Thursday, November 7, 2019
Plaza Building: Concourse Level, Plaza Exhibits (Sheraton Denver Downtown)

*Names in bold indicate Presenter

Chester Holland, University of Delaware

Recent study of the issues associated with differences in academic achievement consider outcome disparities to be a byproduct of poverty and racial segmentation, emphasizing the prevalence of those differences in the availability of resources needed for academic success. Observed gaps in availability of resources designed to address achievement disparities are also found to be both a significant predictor of academic outcomes, and supportive of the long-held view that addressing the observed resource disparities could be a key to reducing and eliminating differences in academic outcomes known to negatively impact those most likely to suffer as a result of these discrepancies beyond academic life—marginalized children and families in American society.

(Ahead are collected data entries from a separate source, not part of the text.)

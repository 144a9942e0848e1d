//! Stream writer capability

use camvault_capture::{Frame, FrameFormat};
use serde::{Deserialize, Serialize};
use std::path::Path;
use std::sync::Arc;

use crate::encoder::FfmpegWriterFactory;
use crate::error::EncodeError;
use crate::mjpeg::MjpegWriterFactory;

/// An open recording file accepting frames in order
pub trait StreamWriter: Send {
    /// Destination file of this writer
    fn path(&self) -> &Path;

    fn write(&mut self, frame: &Frame) -> Result<(), EncodeError>;

    /// Flush and close the file
    fn close(self: Box<Self>) -> Result<(), EncodeError>;
}

/// Opens stream writers for one codec
pub trait WriterFactory: Send + Sync {
    /// File extension of the produced container, without the dot
    fn extension(&self) -> &'static str;

    fn open(&self, path: &Path, format: FrameFormat) -> Result<Box<dyn StreamWriter>, EncodeError>;
}

/// Recording codec
#[derive(Debug, Clone, Copy, PartialEq, Eq, Default, Serialize, Deserialize)]
#[serde(rename_all = "snake_case")]
pub enum Codec {
    /// MPEG-4 part 2 tagged XVID in an AVI container
    #[default]
    Xvid,
    /// H.264 in a Matroska container
    H264,
    /// Concatenated JPEG stills, no external encoder required
    Mjpeg,
}

/// Stream writer configuration
#[derive(Debug, Clone, Serialize, Deserialize)]
pub struct EncoderConfig {
    #[serde(default)]
    pub codec: Codec,
    /// Use hardware encoding (NVENC) for H.264
    #[serde(default)]
    pub use_hw_encoding: bool,
    /// Codec quality; CRF/CQ for H.264, qscale for XVID, 1-100 for MJPEG
    #[serde(default = "default_quality")]
    pub quality: u32,
}

fn default_quality() -> u32 { 5 }

impl Default for EncoderConfig {
    fn default() -> Self {
        Self {
            codec: Codec::Xvid,
            use_hw_encoding: false,
            quality: default_quality(),
        }
    }
}

/// Build the writer factory for a configuration
pub fn writer_factory(config: &EncoderConfig) -> Arc<dyn WriterFactory> {
    match config.codec {
        Codec::Xvid | Codec::H264 => Arc::new(FfmpegWriterFactory::new(config.clone())),
        Codec::Mjpeg => Arc::new(MjpegWriterFactory::new(mjpeg_quality(config.quality))),
    }
}

/// Map the shared quality knob onto the JPEG 1-100 scale
fn mjpeg_quality(quality: u32) -> u8 {
    if quality <= 31 {
        // qscale-style value, lower is better
        (100 - quality.min(31) * 3).clamp(10, 100) as u8
    } else {
        quality.min(100) as u8
    }
}
//! Capture error types

use thiserror::Error;

#[derive(Error, Debug)]
pub enum CaptureError {
    #[error("io error: {0}")]
    Io(#[from] std::io::Error),

    #[error("failed to open source {address}: {reason}")]
    Open { address: String, reason: String },

    #[error("frame read failed: {0}")]
    Read(String),

    #[error("frame buffer is {actual} bytes, expected {expected}")]
    FrameSize { expected: usize, actual: usize },

    #[error("image error: {0}")]
    Image(#[from] image::ImageError),
}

Research exploring the links between social and economic characteristics of students and academic outcomes abounds, with interventions in the form of After School Programs (ASPs), among other approaches, being designed around the intense study thereof. While it has been shown that where students live relative to ASPs influences rates of participation as well as academic outcomes, existing research provides limited examinations of the impact that spatial differences has on these despite the knowledge that social and economic factors have been argued as being determinants of where members of particular social and economic groups are likely to live. The research being presented here examines the relationships between social and economic characteristics of at-risk youth and participation in after school programming, as well as with proximal outcomes known to influence long-term academic trajectory using both traditional regression modeling approach and geographically weighted regression modeling. The purpose, then is to understand how those relationships may be influenced by estimator bias that is, in reality, inherent in relationships between people and systems that are affected by differences in geospatial placement. The implications of the work are developing more robust understandings of these relationships and, if applied in the context of urban education policy analysis, improvements in the data and research that drives decision-making and resource allocation.